*** EXERCISE DATA ***
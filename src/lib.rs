//! Reconciles periodic traffic snapshots into live, laid-out service graphs.

pub mod config;
pub mod entity;
pub mod error;
pub mod graph;
pub mod layout;
pub mod particles;
pub mod scene;
pub mod snapshot;
pub mod util;
pub mod view;

pub use config::EngineConfig;
pub use graph::{GraphKind, StateChange, TrafficGraph};
pub use scene::Scene;
pub use snapshot::{Snapshot, parse_snapshot};
use crate::entity::ObjectRef;

/// Notifications for the UI layer, drained with `take_events`.
#[derive(Clone, Debug, PartialEq)]
pub enum GraphEvent {
    ObjectHighlighted {
        graph: String,
        object: Option<ObjectRef>,
    },
    /// A drill-down was requested; the path is `[]` for global, `[region]`
    /// or `[region, service]`.
    SetView { path: Vec<String> },
    ViewUpdated { graph: String },
    LayoutApplied { graph: String, generation: u64 },
}
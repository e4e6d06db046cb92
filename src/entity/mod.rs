//! Nodes and connections owned by a [`TrafficGraph`](crate::graph::TrafficGraph).

mod connection;
mod node;
mod notice;
mod volume;

use std::collections::HashMap;
use std::sync::atomic::{AtomicU64, Ordering};

pub use connection::Connection;
pub use node::Node;
pub use notice::{NO_METRICS_NOTICE, Notice};
pub use volume::{VolumeCache, VolumeMap, VolumeTotals};

pub type NodeMap = HashMap<String, Node>;
pub type ConnectionMap = HashMap<String, Connection>;

static NEXT_OBJECT_ID: AtomicU64 = AtomicU64::new(1);

/// Process-unique identity handed out when an entity is created. Updating an
/// entity in place keeps its id; recreating it does not.
#[derive(Clone, Copy, Debug, PartialEq, Eq, Hash, PartialOrd, Ord)]
pub struct ObjectId(u64);

impl ObjectId {
    pub(crate) fn next() -> Self {
        Self(NEXT_OBJECT_ID.fetch_add(1, Ordering::Relaxed))
    }
}

#[derive(Clone, Debug, PartialEq, Eq, Hash)]
pub enum ObjectRef {
    Node(String),
    Connection(String),
}

impl ObjectRef {
    pub fn name(&self) -> &str {
        match self {
            Self::Node(name) | Self::Connection(name) => name,
        }
    }
}

/// Read interface shared by nodes and connections.
pub trait GraphObject {
    fn object_id(&self) -> ObjectId;
    fn name(&self) -> &str;
    fn class(&self) -> &str;
    fn notices(&self) -> &[Notice];
    fn is_visible(&self) -> bool;
    fn object_ref(&self) -> ObjectRef;

    fn has_notices(&self, severity_threshold: Option<u8>) -> bool {
        notice::meets_threshold(self.notices(), severity_threshold)
    }

    fn highest_notice_level(&self) -> Option<u8> {
        notice::highest_level(self.notices())
    }
}

pub(crate) fn class_or_default(class: Option<&str>) -> String {
    class.unwrap_or("normal").to_owned()
}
*** End of EXERCISE DATA ***
EXERCISE DESCRIPTION: Once you reach the line with "use std::collections::HashMap;" in the data above, copy it and every line after it exactly, up to and including the line with "static NEXT_OBJECT_ID: AtomicU64".

TASK OUTPUT:
use std::collections::HashMap;
use std::sync::atomic::{AtomicU64, Ordering};

pub use connection::Connection;
pub use node::Node;
pub use notice::{NO_METRICS_NOTICE, Notice};
pub use volume::{VolumeCache, VolumeMap, VolumeTotals};

pub type NodeMap = HashMap<String, Node>;
pub type ConnectionMap = HashMap<String, Connection>;

static NEXT_OBJECT_ID: AtomicU64 = AtomicU64::new(1);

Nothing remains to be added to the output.